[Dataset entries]
================================
async fn handle_authorization_code(state: &Arc<FlowState>, req: TokenRequest) -> Response {
    let (Some(code), Some(client_id)) = (req.code, req.client_id) else {
        return OAuthError::new(OAuthErrorCode::InvalidRequest, "missing code or client_id")
            .into_response();
    };
    if !state.registry.authenticate(&client_id, req.client_secret.as_deref()) {
        return OAuthError::new(OAuthErrorCode::InvalidClient, "client authentication failed")
            .into_response();
    }

    let Some(record) = state.store.consume_auth_code(&code) else {
        audit::emit(&AuditEvent::denied("authorization code reuse or unknown code", None));
        return OAuthError::new(OAuthErrorCode::InvalidGrant, "invalid or expired code").into_response();
    };
    if record.client_id != client_id {
        return OAuthError::new(OAuthErrorCode::InvalidGrant, "client_id mismatch").into_response();
    }
    if Some(record.redirect_uri.as_str()) != req.redirect_uri.as_deref() {
        return OAuthError::new(OAuthErrorCode::InvalidGrant, "redirect_uri mismatch").into_response();
    }
    let Some(verifier) = req.code_verifier else {
        return OAuthError::new(OAuthErrorCode::InvalidRequest, "missing code_verifier").into_response();
    };
    if !verify_pkce(&verifier, &record.code_challenge, &record.code_challenge_method) {
        audit::emit(&AuditEvent::denied("PKCE verification failed", None));
        return OAuthError::new(OAuthErrorCode::InvalidGrant, "PKCE verification failed")
            .into_response();
    }

    issue_tokens_for(
        state,
        &record.user_context,
        &record.client_id,
        &record.scope,
        record.resource.as_deref(),
        true,
    )
}

async fn handle_refresh_token(state: &Arc<FlowState>, req: TokenRequest) -> Response {
    let Some(token_value) = req.refresh_token else {
        return OAuthError::new(OAuthErrorCode::InvalidRequest, "missing refresh_token").into_response();
    };
    let Some(record) = state.store.get_refresh_token(&token_value) else {
        return OAuthError::new(OAuthErrorCode::InvalidGrant, "invalid or expired refresh token")
            .into_response();
    };
    if let Some(client_id) = &req.client_id {
        if client_id != &record.client_id {
            return OAuthError::new(OAuthErrorCode::InvalidGrant, "client_id mismatch").into_response();
        }
    }

    let scopes = split_scope(&record.scope);
    let lifetime = state.config.token.default_lifetime.as_secs();
    let Ok((access_token, expires_in, jti)) = state.tokens.mint(MintRequest {
        sub: &record.user_context.username,
        user_id: record.user_context.user_id.as_deref(),
        email: &record.user_context.email,
        scopes: &scopes,
        groups: &record.user_context.groups,
        client_id: &record.client_id,
        resource: record.resource.as_deref(),
        lifetime_secs: lifetime,
    }) else {
        return OAuthError::new(OAuthErrorCode::ServerError, "token minting failed").into_response();
    };
    audit::emit(&AuditEvent::token_refreshed(&record.user_context.username, &record.client_id, &jti));

    // Refresh tokens are not rotated on use: this deployment's client
    // population doesn't depend on single-use refresh semantics, and
    // reissuing the same value avoids a lost-token race if the client
    // crashes after the response but before persisting a new one.
    Json(TokenResponse {
        access_token,
        token_type: "Bearer",
        expires_in,
        scope: record.scope.clone(),
        refresh_token: Some(token_value),
    })
    .into_response()
}

async fn handle_client_credentials(state: &Arc<FlowState>, req: TokenRequest) -> Response {
    let Some(client_id) = req.client_id else {
        return OAuthError::new(OAuthErrorCode::InvalidRequest, "missing client_id").into_response();
    };
    let Some(client) = state.registry.get(&client_id) else {
        return OAuthError::new(OAuthErrorCode::InvalidClient, "unknown client").into_response();
    };
    if !state.registry.authenticate(&client_id, req.client_secret.as_deref()) {
        return OAuthError::new(OAuthErrorCode::InvalidClient, "client authentication failed")
            .into_response();
    }

    let scope = req.scope.unwrap_or(client.scope);
    let scopes = split_scope(&scope);
    let lifetime = state.config.token.default_lifetime.as_secs();
    let Ok((access_token, expires_in, jti)) = state.tokens.mint(MintRequest {
        sub: &client_id,
        user_id: None,
        email: "",
        scopes: &scopes,
        groups: &[],
        client_id: &client_id,
        resource: req.resource.as_deref(),
        lifetime_secs: lifetime,
    }) else {
        return OAuthError::new(OAuthErrorCode::ServerError, "token minting failed").into_response();
    };
    audit::emit(&AuditEvent::token_issued(&client_id, &client_id, &jti, scopes.clone()));

    Json(TokenResponse {
        access_token,
        token_type: "Bearer",
        expires_in,
        scope,
        refresh_token: None,
    })
    .into_response()
}

async fn handle_device_code(state: &Arc<FlowState>, req: TokenRequest) -> Response {
    let Some(device_code) = req.device_code else {
        return OAuthError::new(OAuthErrorCode::InvalidRequest, "missing device_code").into_response();
    };
    let Some(record) = state.store.get_device_code(&device_code) else {
        return OAuthError::new(OAuthErrorCode::ExpiredToken, "device code expired or unknown")
            .into_response();
    };

    match record.status {
        DeviceStatus::Denied => {
            state.store.remove_device_code(&device_code);
            OAuthError::new(OAuthErrorCode::AccessDenied, "user denied the request").into_response()
        }
        DeviceStatus::Expired => {
            state.store.remove_device_code(&device_code);
            OAuthError::new(OAuthErrorCode::ExpiredToken, "device code expired").into_response()
        }
        DeviceStatus::Pending => {
            if let Some(last) = record.last_polled_at {
                if now_secs().saturating_sub(last) < record.interval {
                    state.store.touch_device_poll(&device_code);
                    return OAuthError::new(OAuthErrorCode::SlowDown, "polling too fast").into_response();
                }
            }
            state.store.touch_device_poll(&device_code);
            OAuthError::new(OAuthErrorCode::AuthorizationPending, "authorization pending").into_response()
        }
        DeviceStatus::Approved => {
            let Some(user_context) = record.user_context.clone() else {
                return OAuthError::new(OAuthErrorCode::ServerError, "approved device code missing identity")
                    .into_response();
            };
            state.store.remove_device_code(&device_code);
            issue_tokens_for(
                state,
                &user_context,
                &record.client_id,
                &record.scope,
                record.resource.as_deref(),
                false,
            )
        }
    }
}

fn issue_tokens_for(
    state: &Arc<FlowState>,
    user: &MappedUserContext,
    client_id: &str,
    scope: &str,
    resource: Option<&str>,
    issue_refresh: bool,
) -> Response {
    let scopes = split_scope(scope);
    let lifetime = state.config.token.default_lifetime.as_secs();
    let (access_token, expires_in, jti) = match state.tokens.mint(MintRequest {
        sub: &user.username,
        user_id: user.user_id.as_deref(),
        email: &user.email,
        scopes: &scopes,
        groups: &user.groups,
        client_id,
        resource,
        lifetime_secs: lifetime,
    }) {
        Ok(minted) => minted,
        Err(_) => {
            return OAuthError::new(OAuthErrorCode::ServerError, "token minting failed").into_response();
        }
    };
    audit::emit(&AuditEvent::token_issued(&user.username, client_id, &jti, scopes));

    let refresh_token = issue_refresh.then(|| {
        let value = FlowStore::generate_refresh_token();
        state.store.insert_refresh_token(RefreshTokenRecord {
            token: value.clone(),
            client_id: client_id.to_string(),
            user_context: user.clone(),
            scope: scope.to_string(),
            resource: resource.map(str::to_string),
            expires_at: now_secs() + state.config.flow.refresh_token_ttl.as_secs(),
            revoked: false,
        });
        value
    });

    Json(TokenResponse {
        access_token,
        token_type: "Bearer",
        expires_in,
        scope: scope.to_string(),
        refresh_token,
    })
    .into_response()
}

// ── /oauth2/register ─────────────────────────────────────────────────────

#[derive(Debug, Serialize)]
struct RegistrationResponse {
    client_id: String,
    #[serde(skip_serializing_if = "Option::is_none")]
    client_secret: Option<String>,
    client_name: String,
    redirect_uris: Vec<String>,
    grant_types: Vec<String>,
    token_endpoint_auth_method: String,
    response_types: Vec<String>,
    client_id_issued_at: u64,
}

async fn register(
    State(state): State<Arc<FlowState>>,
    Json(req): Json<ClientRegistrationRequest>,
) -> Response {
    let client = state.registry.register(req, "mcp:read");
    audit::emit(&AuditEvent::client_registered(&client.client_id));
    let body = RegistrationResponse {
        client_id: client.client_id,
        client_secret: client.client_secret,
        client_name: client.client_name,
        redirect_uris: client.redirect_uris,
        grant_types: client.grant_types,
        token_endpoint_auth_method: client.token_endpoint_auth_method,
        response_types: client.response_types,
        client_id_issued_at: client.client_id_issued_at,
    };
    (StatusCode::CREATED, Json(body)).into_response()
}

// ── /oauth2/device/code ──────────────────────────────────────────────────

#[derive(Debug, Deserialize)]
struct DeviceCodeRequest {
    client_id: String,
    #[serde(default)]
    scope: String,
    resource: Option<String>,
}

#[derive(Debug, Serialize)]
struct DeviceCodeResponse {
    device_code: String,
    user_code: String,
    verification_uri: String,
    verification_uri_complete: String,
    expires_in: u64,
    interval: u64,
}

async fn device_code(State(state): State<Arc<FlowState>>, Form(req): Form<DeviceCodeRequest>) -> Response {
    if state.registry.get(&req.client_id).is_none() {
        return OAuthError::new(OAuthErrorCode::InvalidClient, "unknown client").into_response();
    }

    let (device_code, user_code) = FlowStore::generate_device_codes();
    let interval = state.config.flow.device_code_poll_interval.as_secs();
    let expiry = state.config.flow.device_code_expiry.as_secs();
    state.store.insert_device_code(DeviceCodeRecord {
        device_code: device_code.clone(),
        user_code: user_code.clone(),
        client_id: req.client_id,
        scope: req.scope,
        resource: req.resource,
        status: DeviceStatus::Pending,
        user_context: None,
        expires_at: now_secs() + expiry,
        interval,
        last_polled_at: None,
    });

    let verification_uri = state.config.auth_server.endpoint("/oauth2/device/verify");
    Json(DeviceCodeResponse {
        device_code,
        verification_uri_complete: format!("{verification_uri}?user_code={user_code}"),
        user_code,
        verification_uri,
        expires_in: expiry,
        interval,
    })
    .into_response()
}

// ── /oauth2/device/verify ────────────────────────────────────────────────

#[derive(Debug, Deserialize)]
struct DeviceVerifyQuery {
    user_code: Option<String>,
}

#[derive(Debug, Serialize)]
struct DeviceVerifyResponse {
    user_code: String,
    client_id: String,
    scope: String,
    status: &'static str,
}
================================
▶ [Instructions for the task]:
For each line above that contains the word "failed", copy that line.

▶ [Task solution]:
        return OAuthError::new(OAuthErrorCode::InvalidClient, "client authentication failed")
        audit::emit(&AuditEvent::denied("PKCE verification failed", None));
        return OAuthError::new(OAuthErrorCode::InvalidGrant, "PKCE verification failed")
        return OAuthError::new(OAuthErrorCode::ServerError, "token minting failed").into_response();
        return OAuthError::new(OAuthErrorCode::InvalidClient, "client authentication failed")
        return OAuthError::new(OAuthErrorCode::ServerError, "token minting failed").into_response();
            return OAuthError::new(OAuthErrorCode::ServerError, "token minting failed").into_response();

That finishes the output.